His family’s conduct is just as exemplary. Under humiliatingly close watch the Empress and her daughters unsettled their rough soldier-guards, “who heard them against their will,” by “singing ecclesiastical chants.”
Of course, this is worlds away from the bloody autocratic acts of an Ivan the Terrible, Peter the Great or Stalin, supposedly “quintessential” Russian rulers. And yet the celebration of regal meekness and submission to God is nothing new in Russian culture. Indeed, an appealing sense of historical fullness unites Russia’s very first native saints and its very last anointed ruler as slain and sainted dynasts (of two different dynasties).

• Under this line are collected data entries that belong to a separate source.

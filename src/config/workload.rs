use crate::core::error::{Error, Result};
use crate::distro::DistroKind;
use serde::Deserialize;
use std::collections::BTreeMap;
use std::ffi::OsString;
use std::path::{Path, PathBuf};

/// A file copied into (or out of) a disk image.
///
/// `src` may end in a `*` component to select a directory's contents.
/// `dst` is interpreted relative to the image root even when it starts with `/`.
#[derive(Debug, Clone, PartialEq, Eq)]
pub struct FileSpec {
    pub src: PathBuf,
    pub dst: PathBuf,
}

impl FileSpec {
    pub fn new(src: impl Into<PathBuf>, dst: impl Into<PathBuf>) -> Self {
        Self {
            src: src.into(),
            dst: dst.into(),
        }
    }
}

/// The image's permanent boot action.
#[derive(Debug, Clone, PartialEq, Eq)]
pub enum RunSpec {
    /// A script on the host, copied into the image.
    Script(PathBuf),
    /// A literal command wrapped into a generated script.
    Command(String),
}

impl RunSpec {
    /// Script path, if this run spec names a file.
    pub fn path(&self) -> Option<&Path> {
        match self {
            RunSpec::Script(path) => Some(path),
            RunSpec::Command(_) => None,
        }
    }
}

/// A resolved, buildable workload (base distribution, workload or job).
///
/// Records are produced by [`WorkloadCatalog`](super::WorkloadCatalog) and are
/// read-only afterwards, except for [`propagate_initramfs`](Self::propagate_initramfs).
#[derive(Debug, Clone, Default)]
pub struct WorkloadConfig {
    /// Unique name; jobs are named `<workload>-<job>`.
    pub name: String,
    /// Directory the workload was loaded from; host-side scripts run here.
    pub workdir: PathBuf,
    /// Configuration file this record came from.
    pub cfg_file: Option<PathBuf>,
    pub distro: DistroKind,
    /// Distribution build tree (base distributions only).
    pub source: Option<PathBuf>,
    /// Kernel/bootloader artifact.
    pub bin: PathBuf,
    /// Disk image artifact.
    pub img: Option<PathBuf>,
    pub initramfs: bool,
    pub linux_config: Option<PathBuf>,
    pub linux_src: Option<PathBuf>,
    /// Image this one is layered on.
    pub base_img: Option<PathBuf>,
    pub files: Vec<FileSpec>,
    pub guest_init: Option<PathBuf>,
    pub run_spec: Option<RunSpec>,
    /// Paths inside the image copied to the result directory after a launch.
    pub outputs: Vec<PathBuf>,
    /// Jobs keyed by their short name.
    pub jobs: BTreeMap<String, WorkloadConfig>,
    pub host_init: Option<PathBuf>,
    pub post_run_hook: Option<String>,
}

impl WorkloadConfig {
    /// Create a record with only a name and binary path.
    pub fn new(name: impl Into<String>, bin: impl Into<PathBuf>) -> Self {
        Self {
            name: name.into(),
            bin: bin.into(),
            ..Default::default()
        }
    }

    /// Path of the initramfs variant of the binary.
    pub fn initramfs_bin(&self) -> PathBuf {
        initramfs_path(&self.bin)
    }

    /// Set the initramfs flag on this record and every job.
    pub fn propagate_initramfs(&mut self) {
        self.initramfs = true;
        for job in self.jobs.values_mut() {
            job.propagate_initramfs();
        }
    }

    /// Look up a job by its short name.
    pub fn job(&self, name: &str) -> Result<&WorkloadConfig> {
        self.jobs.get(name).ok_or_else(|| {
            if self.jobs.is_empty() {
                Error::config(format!(
                    "job '{}' requested, but workload '{}' defines no jobs",
                    name, self.name
                ))
            } else {
                Error::config(format!(
                    "workload '{}' has no job '{}' (available: {})",
                    self.name,
                    name,
                    self.jobs.keys().cloned().collect::<Vec<_>>().join(", ")
                ))
            }
        })
    }

    /// Structural checks that do not touch the filesystem.
    pub fn validate(&self) -> Result<()> {
        if self.name.is_empty() {
            return Err(Error::MissingConfig("name".to_string()));
        }
        if self.bin.as_os_str().is_empty() {
            return Err(Error::MissingConfig(format!("{}: bin", self.name)));
        }
        if self.initramfs && self.img.is_none() {
            return Err(Error::config(format!(
                "{}: initramfs requires a disk image to pack",
                self.name
            )));
        }
        if self.img.is_none() && (self.guest_init.is_some() || !self.files.is_empty()) {
            return Err(Error::config(format!(
                "{}: files and guest-init require a disk image",
                self.name
            )));
        }
        for job in self.jobs.values() {
            job.validate()?;
        }
        Ok(())
    }
}

/// `bin + "-initramfs"`.
pub fn initramfs_path(bin: &Path) -> PathBuf {
    let mut name = OsString::from(bin.as_os_str());
    name.push("-initramfs");
    PathBuf::from(name)
}

/// On-disk workload description, as written in `*.json` / `*.toml` files.
#[derive(Debug, Clone, Deserialize, Default)]
#[serde(rename_all = "kebab-case")]
pub struct WorkloadFile {
    pub name: Option<String>,
    /// File name of the configuration this one layers on.
    pub base: Option<String>,
    pub distro: Option<DistroKind>,
    pub source: Option<PathBuf>,
    pub img: Option<PathBuf>,
    pub bin: Option<PathBuf>,
    pub linux_config: Option<PathBuf>,
    pub linux_src: Option<PathBuf>,
    #[serde(default)]
    pub initramfs: bool,
    #[serde(default)]
    pub files: Vec<(PathBuf, PathBuf)>,
    /// Directory whose contents are copied onto the image root.
    pub overlay: Option<PathBuf>,
    pub guest_init: Option<PathBuf>,
    /// Run script path.
    pub run: Option<PathBuf>,
    /// Literal run command.
    pub command: Option<String>,
    #[serde(default)]
    pub outputs: Vec<PathBuf>,
    #[serde(default)]
    pub jobs: Vec<WorkloadFile>,
    pub host_init: Option<PathBuf>,
    #[serde(alias = "post_run_hook")]
    pub post_run_hook: Option<String>,
}

impl WorkloadFile {
    /// Parse a workload file; the format follows the extension (`.toml`, else JSON).
    pub fn load(path: &Path) -> Result<Self> {
        let content = std::fs::read_to_string(path)
            .map_err(|e| Error::config(format!("failed to read {}: {}", path.display(), e)))?;

        let parsed = if path.extension().and_then(|e| e.to_str()) == Some("toml") {
            toml::from_str(&content).map_err(|e| {
                Error::config(format!("failed to parse {}: {}", path.display(), e))
            })?
        } else {
            serde_json::from_str(&content).map_err(|e| {
                Error::config(format!("failed to parse {}: {}", path.display(), e))
            })?
        };
        Ok(parsed)
    }

    /// The run spec named by `run` or `command`; naming both is an error.
    pub fn run_spec(&self, workdir: &Path) -> Result<Option<RunSpec>> {
        match (&self.run, &self.command) {
            (Some(_), Some(_)) => Err(Error::config(format!(
                "{}: 'run' and 'command' are mutually exclusive",
                self.name.as_deref().unwrap_or("<unnamed>")
            ))),
            (Some(script), None) => Ok(Some(RunSpec::Script(workdir.join(script)))),
            (None, Some(command)) => Ok(Some(RunSpec::Command(command.clone()))),
            (None, None) => Ok(None),
        }
    }
}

In 1015, Princes Boris and Gleb, younger sons of Vladimir of Kiev, the first Christian ruler of Rus, were murdered on the orders of their elder brother in the feud for the throne that followed their father’s death. Rather than taking up arms, Boris and Gleb submitted peacefully to their assassins. Not slain for their faith as such, the brothers were celebrated for obeying Christ’s admonition to “turn the other cheek,” even to death. The great twentieth-century scholar of Russian Christianity, George Fedotov, called them “sufferers of nonresistance” nine centuries before Gandhi. “Saints Boris and Gleb,” he wrote, “created in Russia a particular […] order of ‘sufferers,’ the most paradoxical order of Russian saints. […] the Russian Church […] did not discriminate between death for faith in Christ and death in following Christ, and even held the latter in special veneration.”
“Through the lives of the holy sufferers [Boris and Gleb] as through the Gospels,” he concluded, “the image of the meek and suffering Saviour entered the heart of the Russian nation as the most holy of its spiritual treasures.”
To both the Church and the increasing number of ordinary Russians who are inclined to attribute to them an ever-growing number of miracles, Nicholas and his family thus embody what Fedotov called “kenotic holiness”—an outpouring of self in faithful obedience to the teachings of Christ all the more praiseworthy because of their exalted earthly rank. Like Princes Boris and Gleb, the slain and sainted Romanovs have become “sufferers of nonresistance.”
The cult points to other deficiencies in the image of every Russian or Soviet leader since 1917, including Putin’s. Most obviously, Nicholas and Alexandra with their son and daughters are a family: Putin, by contrast, is divorced and his daughters’ lives are something approaching a state secret. Even today, nearly a hundred years after their awful death, the slain Romanovs stand for a model of family life otherwise absent in Russian public culture. (It’s easy to mock, but in a society with one of the world’s highest divorce rates, such models might be more important than we like to think.)
Whether as models of Gandhian nonviolence or as an ideal family, however, the cult of Russia’s Holy Imperial Martyrs can never fully escape its inevitable political significance. Rather, with their images scattered the length and breadth of Russia, it appears both to sanctify and romanticize that “symphony” of church and state—a term of sixth-century Byzantine origin—that, since his 2009 enthronement, Patriarch Kirill of Moscow has presented as the model for twenty-first-century Russia. According to this ideal, church and state do not compete, as in the history of the West, so much as cooperate for the greater good of both, and the salvation of ruler and ruled alike. Significantly, Kirill has called Putin’s presidency a “miracle.”